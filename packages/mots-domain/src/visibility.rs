use ahash::{AHashMap, AHashSet};
use uuid::Uuid;

use crate::word::{Language, PublicWord, VisibilityFlags, WordType};

/// The viewer-side half of the visibility gate, decided once per call.
///
/// An anonymous caller has no opt-in flag to check, so only the owner-side
/// publish flag (already applied when fetching candidates) gates them.
pub fn public_visible_to(viewer: Option<&VisibilityFlags>) -> bool {
	viewer.map(|flags| flags.show_others_words).unwrap_or(true)
}

#[derive(Clone, Debug, Eq, Hash, PartialEq)]
struct GroupKey {
	normalized_word: String,
	source_language: Language,
	target_language: Language,
	word_type: WordType,
	owner_id: Uuid,
}
impl GroupKey {
	fn of(candidate: &PublicWord) -> Self {
		Self {
			normalized_word: candidate.word.normalized_word.clone(),
			source_language: candidate.word.source_language,
			target_language: candidate.word.target_language,
			word_type: candidate.word.word_type,
			owner_id: candidate.word.owner_id,
		}
	}
}

/// Collapses near-duplicate public candidates so one user's vocalization
/// variants of the same word surface as a single suggestion.
///
/// Each (normalized_word, source, target, type, owner) group keeps its
/// earliest-created representative, surface forms included. Input order is
/// otherwise preserved and does not affect which representative wins.
pub fn dedup_public(candidates: Vec<PublicWord>) -> Vec<PublicWord> {
	let mut slots: AHashMap<GroupKey, usize> = AHashMap::with_capacity(candidates.len());
	let mut kept: Vec<PublicWord> = Vec::with_capacity(candidates.len());

	for candidate in candidates {
		match slots.get(&GroupKey::of(&candidate)) {
			Some(&slot) =>
				if candidate.word.created_at < kept[slot].word.created_at {
					kept[slot] = candidate;
				},
			None => {
				slots.insert(GroupKey::of(&candidate), kept.len());
				kept.push(candidate);
			},
		}
	}

	kept
}

/// Collapses duplicate language pairs, keeping first-occurrence order.
pub fn dedup_pairs(pairs: Vec<(Language, Language)>) -> Vec<(Language, Language)> {
	let mut seen = AHashSet::with_capacity(pairs.len());
	let mut kept = Vec::with_capacity(pairs.len());

	for pair in pairs {
		if seen.insert(pair) {
			kept.push(pair);
		}
	}

	kept
}
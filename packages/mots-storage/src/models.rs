use time::OffsetDateTime;
use uuid::Uuid;

/// One stored vocabulary entry. Language and type columns stay TEXT here;
/// the service layer converts them to the typed enums.
#[derive(Debug, Clone, sqlx::FromRow)]
pub struct WordRow {
	pub id: i64,
	pub uuid: Uuid,
	pub owner_id: Uuid,
	pub source_language: String,
	pub target_language: String,
	pub word_type: String,
	pub source_word: String,
	pub translation_word: String,
	pub normalized_word: String,
	pub created_at: OffsetDateTime,
	pub updated_at: OffsetDateTime,
}

/// A publishable candidate row: the entry joined with its owner's public
/// descriptor. Only rows whose owner has `is_public_words` set are fetched.
#[derive(Debug, Clone, sqlx::FromRow)]
pub struct PublicWordRow {
	pub uuid: Uuid,
	pub owner_id: Uuid,
	pub source_language: String,
	pub target_language: String,
	pub word_type: String,
	pub source_word: String,
	pub translation_word: String,
	pub normalized_word: String,
	pub created_at: OffsetDateTime,
	pub owner_display_name: String,
	pub owner_avatar: Option<String>,
}

#[derive(Debug, Clone, sqlx::FromRow)]
pub struct VisibilityRow {
	pub user_id: Uuid,
	pub is_public_words: bool,
	pub show_others_words: bool,
	pub updated_at: OffsetDateTime,
}
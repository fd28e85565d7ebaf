pub mod count;
pub mod create;
pub mod delete;
pub mod import;
pub mod list;
pub mod lookup;
pub mod pairs;
pub mod resolve;
pub mod search;
pub mod settings;
pub mod time_serde;
pub mod update;

mod error;

pub use error::{Error, Result};

use serde::{Deserialize, Serialize};
use uuid::Uuid;

pub use count::{CountRequest, CountResponse};
pub use create::{CreateWordRequest, WordInput};
pub use delete::{ClearWordsRequest, ClearWordsResponse, DeleteWordRequest, DeleteWordResponse};
pub use import::{ImportRequest, ImportResponse};
pub use list::{MyWordsRequest, WordFetchRequest};
pub use lookup::{ByLanguagesRequest, ByTypeRequest};
pub use pairs::{LanguagePair, PairsRequest, PairsResponse};
pub use search::SearchRequest;
pub use settings::{SettingsRequest, SettingsResponse};
pub use update::UpdateWordRequest;

use mots_config::Config;
use mots_domain::{Author, Language, VisibleWord, Word, WordType, direction};
use mots_storage::db::Db;

pub struct WordService {
	pub cfg: Config,
	pub db: Db,
}
impl WordService {
	pub fn new(cfg: Config, db: Db) -> Self {
		Self { cfg, db }
	}
}

/// The caller identity. Anonymous callers are a first-class case with their
/// own rules (no own rows, no viewer-side opt-in to check), so the variant
/// is explicit instead of a nullable user object.
#[derive(Clone, Copy, Debug, Eq, PartialEq)]
pub enum Viewer {
	Anonymous,
	User(Uuid),
}
impl Viewer {
	pub fn from_user_id(user_id: Option<Uuid>) -> Self {
		user_id.map(Self::User).unwrap_or(Self::Anonymous)
	}

	pub fn user_id(&self) -> Option<Uuid> {
		match self {
			Self::Anonymous => None,
			Self::User(user_id) => Some(*user_id),
		}
	}
}

#[derive(Clone, Debug, Deserialize, Serialize)]
pub struct WordItem {
	pub uuid: Uuid,
	pub owner_id: Uuid,
	pub source_language: Language,
	pub target_language: Language,
	pub word_type: WordType,
	pub source_word: String,
	pub translation_word: String,
	pub normalized_word: String,
	#[serde(with = "crate::time_serde")]
	pub created_at: time::OffsetDateTime,
	pub author: Option<Author>,
}
impl WordItem {
	pub(crate) fn from_word(word: Word, author: Option<Author>) -> Self {
		Self {
			uuid: word.uuid,
			owner_id: word.owner_id,
			source_language: word.source_language,
			target_language: word.target_language,
			word_type: word.word_type,
			source_word: word.source_word,
			translation_word: word.translation_word,
			normalized_word: word.normalized_word,
			created_at: word.created_at,
			author,
		}
	}

	pub(crate) fn from_visible(visible: VisibleWord) -> Self {
		let (word, author) = visible.into_parts();

		Self::from_word(word, author)
	}

	pub(crate) fn reoriented(visible: VisibleWord, source: Language, target: Language) -> Self {
		let (word, author) = visible.into_parts();

		Self::from_word(direction::reorient(word, source, target), author)
	}
}

#[derive(Clone, Debug, Deserialize, Serialize)]
pub struct WordsResponse {
	pub words: Vec<WordItem>,
}
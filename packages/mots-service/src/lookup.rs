use serde::{Deserialize, Serialize};
use uuid::Uuid;

use crate::{Result, Viewer, WordItem, WordService, WordsResponse};
use mots_domain::{Language, WordType, merge};
use mots_storage::queries::WordFilter;

#[derive(Clone, Debug, Deserialize, Serialize)]
pub struct ByLanguagesRequest {
	pub viewer: Option<Uuid>,
	pub source_language: Language,
	pub target_language: Language,
}

#[derive(Clone, Debug, Deserialize, Serialize)]
pub struct ByTypeRequest {
	pub viewer: Option<Uuid>,
	pub word_type: WordType,
	pub source_language: Language,
	pub target_language: Language,
}

impl WordService {
	/// All visible entries for a language pair, in either stored direction,
	/// presented under the requested one.
	pub async fn get_by_languages(&self, req: ByLanguagesRequest) -> Result<WordsResponse> {
		self.lookup(
			Viewer::from_user_id(req.viewer),
			req.source_language,
			req.target_language,
			None,
		)
		.await
	}

	pub async fn get_by_type(&self, req: ByTypeRequest) -> Result<WordsResponse> {
		self.lookup(
			Viewer::from_user_id(req.viewer),
			req.source_language,
			req.target_language,
			Some(req.word_type),
		)
		.await
	}

	async fn lookup(
		&self,
		viewer: Viewer,
		source: Language,
		target: Language,
		word_type: Option<WordType>,
	) -> Result<WordsResponse> {
		let filter = WordFilter {
			pair: Some((source.as_str().to_string(), target.as_str().to_string())),
			word_type: word_type.map(|word_type| word_type.as_str().to_string()),
			text: None,
		};
		let sets = self.resolve_visible(viewer, &filter).await?;
		let merged = merge::merge(sets.own, sets.public);
		let words = merged
			.into_iter()
			.map(|visible| WordItem::reoriented(visible, source, target))
			.collect();

		Ok(WordsResponse { words })
	}
}
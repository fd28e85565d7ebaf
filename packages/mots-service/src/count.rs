use serde::{Deserialize, Serialize};
use uuid::Uuid;

use crate::{Result, Viewer, WordService};
use mots_domain::Language;
use mots_storage::queries::{self, WordFilter};

#[derive(Clone, Debug, Deserialize, Serialize)]
pub struct CountRequest {
	pub viewer: Option<Uuid>,
	pub source_language: Language,
	pub target_language: Language,
}

#[derive(Clone, Debug, Deserialize, Serialize)]
pub struct CountResponse {
	pub count: i64,
}

impl WordService {
	/// Total visible entries for a language pair, counted store-side. A
	/// signed-in viewer gets own rows plus, when opted in, everyone else's
	/// published rows; an anonymous caller counts published rows only.
	pub async fn count_by_languages(&self, req: CountRequest) -> Result<CountResponse> {
		let filter = WordFilter {
			pair: Some((
				req.source_language.as_str().to_string(),
				req.target_language.as_str().to_string(),
			)),
			..WordFilter::default()
		};
		let count = match Viewer::from_user_id(req.viewer) {
			Viewer::Anonymous => queries::count_public_words(&self.db, None, &filter).await?,
			Viewer::User(user_id) => {
				let own = queries::count_words_by_owner(&self.db, user_id, &filter).await?;
				let flags = self.visibility_flags(user_id).await?;
				let public = if flags.show_others_words {
					queries::count_public_words(&self.db, Some(user_id), &filter).await?
				} else {
					0
				};

				own + public
			},
		};

		Ok(CountResponse { count })
	}
}
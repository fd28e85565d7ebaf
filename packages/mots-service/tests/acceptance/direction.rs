use mots_domain::{Language, WordType};
use mots_service::{ByLanguagesRequest, ByTypeRequest, CreateWordRequest, SearchRequest, WordInput};

#[tokio::test]
#[ignore = "Requires external Postgres. Set MOTS_PG_DSN to run."]
async fn mirrored_entries_answer_both_directions() {
	let Some(test_db) = super::test_db().await else {
		eprintln!("Skipping mirrored_entries_answer_both_directions; set MOTS_PG_DSN to run this test.");

		return;
	};
	let service = super::build_service(test_db.dsn()).await;
	let owner = super::seed_user(&service, "alice").await;

	// Stored AR -> FR.
	service
		.create_word(CreateWordRequest {
			owner_id: owner,
			word: WordInput {
				source_language: Language::Ar,
				target_language: Language::Fr,
				word_type: WordType::Noun,
				source_word: "قط".to_string(),
				translation_word: "chat".to_string(),
			},
		})
		.await
		.expect("Failed to create word.");

	// Queried FR -> AR: same entry, reoriented in the response only.
	let result = service
		.get_by_languages(ByLanguagesRequest {
			viewer: Some(owner),
			source_language: Language::Fr,
			target_language: Language::Ar,
		})
		.await
		.expect("Lookup failed.");

	assert_eq!(result.words.len(), 1);
	assert_eq!(result.words[0].source_language, Language::Fr);
	assert_eq!(result.words[0].target_language, Language::Ar);
	assert_eq!(result.words[0].source_word, "chat");
	assert_eq!(result.words[0].translation_word, "قط");

	// Queried in the stored direction it comes back untouched.
	let stored = service
		.get_by_languages(ByLanguagesRequest {
			viewer: Some(owner),
			source_language: Language::Ar,
			target_language: Language::Fr,
		})
		.await
		.expect("Lookup failed.");

	assert_eq!(stored.words.len(), 1);
	assert_eq!(stored.words[0].source_word, "قط");
	assert_eq!(stored.words[0].translation_word, "chat");

	test_db.cleanup().await.expect("Failed to cleanup test database.");
}

#[tokio::test]
#[ignore = "Requires external Postgres. Set MOTS_PG_DSN to run."]
async fn type_lookup_filters_and_reorients() {
	let Some(test_db) = super::test_db().await else {
		eprintln!("Skipping type_lookup_filters_and_reorients; set MOTS_PG_DSN to run this test.");

		return;
	};
	let service = super::build_service(test_db.dsn()).await;
	let owner = super::seed_user(&service, "alice").await;

	service.create_word(super::noun(owner, "chat", "قط")).await.expect("Failed to create word.");
	service
		.create_word(CreateWordRequest {
			owner_id: owner,
			word: WordInput {
				source_language: Language::Ar,
				target_language: Language::Fr,
				word_type: WordType::Verb,
				source_word: "كتب".to_string(),
				translation_word: "écrire".to_string(),
			},
		})
		.await
		.expect("Failed to create word.");

	let verbs = service
		.get_by_type(ByTypeRequest {
			viewer: Some(owner),
			word_type: WordType::Verb,
			source_language: Language::Fr,
			target_language: Language::Ar,
		})
		.await
		.expect("Lookup failed.");

	assert_eq!(verbs.words.len(), 1);
	assert_eq!(verbs.words[0].word_type, WordType::Verb);
	assert_eq!(verbs.words[0].source_word, "écrire");
	assert_eq!(verbs.words[0].source_language, Language::Fr);

	test_db.cleanup().await.expect("Failed to cleanup test database.");
}

#[tokio::test]
#[ignore = "Requires external Postgres. Set MOTS_PG_DSN to run."]
async fn search_is_diacritic_insensitive() {
	let Some(test_db) = super::test_db().await else {
		eprintln!("Skipping search_is_diacritic_insensitive; set MOTS_PG_DSN to run this test.");

		return;
	};
	let service = super::build_service(test_db.dsn()).await;
	let owner = super::seed_user(&service, "alice").await;

	// Stored fully vocalized; the normalized column drops the harakat.
	service
		.create_word(super::noun(owner, "chat", "قِطٌّ"))
		.await
		.expect("Failed to create word.");

	for query in ["قط", "قِطٌّ"] {
		let result = service
			.search_words(SearchRequest { viewer: Some(owner), query: query.to_string() })
			.await
			.expect("Search failed.");

		assert_eq!(result.words.len(), 1, "query {query:?} should match");
	}

	test_db.cleanup().await.expect("Failed to cleanup test database.");
}
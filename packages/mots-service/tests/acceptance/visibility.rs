use mots_domain::Language;
use mots_service::{ByLanguagesRequest, SearchRequest, SettingsRequest};

#[tokio::test]
#[ignore = "Requires external Postgres. Set MOTS_PG_DSN to run."]
async fn words_hidden_until_both_sides_opt_in() {
	let Some(test_db) = super::test_db().await else {
		eprintln!("Skipping words_hidden_until_both_sides_opt_in; set MOTS_PG_DSN to run this test.");

		return;
	};
	let service = super::build_service(test_db.dsn()).await;
	let user_a = super::seed_user(&service, "alice").await;
	let user_b = super::seed_user(&service, "bilal").await;

	// A keeps the defaults: nothing shared, nothing foreign shown.
	service.create_word(super::noun(user_a, "chat", "قط")).await.expect("Failed to create word.");
	// B publishes and adds a word.
	service
		.toggle_public_words(SettingsRequest { user_id: user_b })
		.await
		.expect("Failed to toggle publishing.");
	service.create_word(super::noun(user_b, "chien", "كلب")).await.expect("Failed to create word.");

	let request = ByLanguagesRequest {
		viewer: Some(user_a),
		source_language: Language::Fr,
		target_language: Language::Ar,
	};
	let only_own = service.get_by_languages(request.clone()).await.expect("Lookup failed.");

	assert_eq!(only_own.words.len(), 1);
	assert_eq!(only_own.words[0].source_word, "chat");
	assert!(only_own.words[0].author.is_none());

	// A opts in; B's word appears, tagged with B's public descriptor.
	service
		.toggle_show_others_words(SettingsRequest { user_id: user_a })
		.await
		.expect("Failed to toggle show-others.");

	let both = service.get_by_languages(request).await.expect("Lookup failed.");

	assert_eq!(both.words.len(), 2);

	let foreign = both.words.iter().find(|word| word.source_word == "chien").expect("B's word");
	let author = foreign.author.as_ref().expect("Public word must carry its author.");

	assert_eq!(author.id, user_b);
	assert_eq!(author.display_name, "bilal");

	test_db.cleanup().await.expect("Failed to cleanup test database.");
}

#[tokio::test]
#[ignore = "Requires external Postgres. Set MOTS_PG_DSN to run."]
async fn unpublished_owners_stay_hidden() {
	let Some(test_db) = super::test_db().await else {
		eprintln!("Skipping unpublished_owners_stay_hidden; set MOTS_PG_DSN to run this test.");

		return;
	};
	let service = super::build_service(test_db.dsn()).await;
	let viewer = super::seed_user(&service, "alice").await;
	let owner = super::seed_user(&service, "bilal").await;

	// The owner never publishes; an opted-in viewer still sees nothing.
	service.create_word(super::noun(owner, "chien", "كلب")).await.expect("Failed to create word.");
	service
		.toggle_show_others_words(SettingsRequest { user_id: viewer })
		.await
		.expect("Failed to toggle show-others.");

	let result = service
		.get_by_languages(ByLanguagesRequest {
			viewer: Some(viewer),
			source_language: Language::Fr,
			target_language: Language::Ar,
		})
		.await
		.expect("Lookup failed.");

	assert!(result.words.is_empty());

	// Anonymous callers are gated by the owner flag too.
	let anonymous = service
		.search_words(SearchRequest { viewer: None, query: String::new() })
		.await
		.expect("Search failed.");

	assert!(anonymous.words.is_empty());

	test_db.cleanup().await.expect("Failed to cleanup test database.");
}

#[tokio::test]
#[ignore = "Requires external Postgres. Set MOTS_PG_DSN to run."]
async fn anonymous_viewers_see_published_words() {
	let Some(test_db) = super::test_db().await else {
		eprintln!("Skipping anonymous_viewers_see_published_words; set MOTS_PG_DSN to run this test.");

		return;
	};
	let service = super::build_service(test_db.dsn()).await;
	let owner = super::seed_user(&service, "bilal").await;

	service
		.toggle_public_words(SettingsRequest { user_id: owner })
		.await
		.expect("Failed to toggle publishing.");
	service.create_word(super::noun(owner, "chien", "كلب")).await.expect("Failed to create word.");

	// No viewer-side opt-in exists for signed-out callers; the owner's
	// publish flag alone decides.
	let result = service
		.search_words(SearchRequest { viewer: None, query: "chien".to_string() })
		.await
		.expect("Search failed.");

	assert_eq!(result.words.len(), 1);
	assert!(result.words[0].author.is_some());

	test_db.cleanup().await.expect("Failed to cleanup test database.");
}

#[tokio::test]
#[ignore = "Requires external Postgres. Set MOTS_PG_DSN to run."]
async fn own_entry_wins_merge_collision() {
	let Some(test_db) = super::test_db().await else {
		eprintln!("Skipping own_entry_wins_merge_collision; set MOTS_PG_DSN to run this test.");

		return;
	};
	let service = super::build_service(test_db.dsn()).await;
	let viewer = super::seed_user(&service, "alice").await;
	let owner = super::seed_user(&service, "bilal").await;

	service
		.toggle_public_words(SettingsRequest { user_id: owner })
		.await
		.expect("Failed to toggle publishing.");
	// The public twin is created first; precedence must still go to the
	// viewer's own entry.
	service.create_word(super::noun(owner, "chat", "قط")).await.expect("Failed to create word.");
	service.create_word(super::noun(viewer, "chat", "قط")).await.expect("Failed to create word.");
	service
		.toggle_show_others_words(SettingsRequest { user_id: viewer })
		.await
		.expect("Failed to toggle show-others.");

	let result = service
		.get_by_languages(ByLanguagesRequest {
			viewer: Some(viewer),
			source_language: Language::Fr,
			target_language: Language::Ar,
		})
		.await
		.expect("Lookup failed.");

	assert_eq!(result.words.len(), 1);
	assert_eq!(result.words[0].owner_id, viewer);
	assert!(result.words[0].author.is_none());

	test_db.cleanup().await.expect("Failed to cleanup test database.");
}
use serde::{Deserialize, Serialize};
use uuid::Uuid;

use crate::{Error, Result, WordItem, WordService, WordsResponse, resolve};
use mots_storage::queries::{self, WordFilter};

#[derive(Clone, Debug, Deserialize, Serialize)]
pub struct MyWordsRequest {
	pub owner_id: Uuid,
}

#[derive(Clone, Debug, Deserialize, Serialize)]
pub struct WordFetchRequest {
	pub owner_id: Uuid,
	pub uuid: Uuid,
}

impl WordService {
	/// The owner's own entries, newest first. No visibility rules apply.
	pub async fn my_words(&self, req: MyWordsRequest) -> Result<WordsResponse> {
		let rows =
			queries::find_words_by_owner(&self.db, req.owner_id, &WordFilter::default()).await?;
		let words = rows
			.into_iter()
			.filter_map(resolve::word_from_row)
			.map(|word| WordItem::from_word(word, None))
			.collect();

		Ok(WordsResponse { words })
	}

	/// Owner-scoped single fetch. Another user's entry reports NotFound, the
	/// same as a missing one.
	pub async fn word_by_uuid(&self, req: WordFetchRequest) -> Result<WordItem> {
		let row = queries::find_word_by_uuid(&self.db, req.owner_id, req.uuid)
			.await?
			.ok_or_else(|| Error::NotFound { message: "Word not found.".to_string() })?;
		let word = resolve::word_from_row(row).ok_or_else(|| Error::Storage {
			message: "Stored word carries an unknown language or type label.".to_string(),
		})?;

		Ok(WordItem::from_word(word, None))
	}
}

----------------------------------------

Requirement =>
For the material, state how many lines include the string "foreign"; the answer is that number alone.

Written response =>
3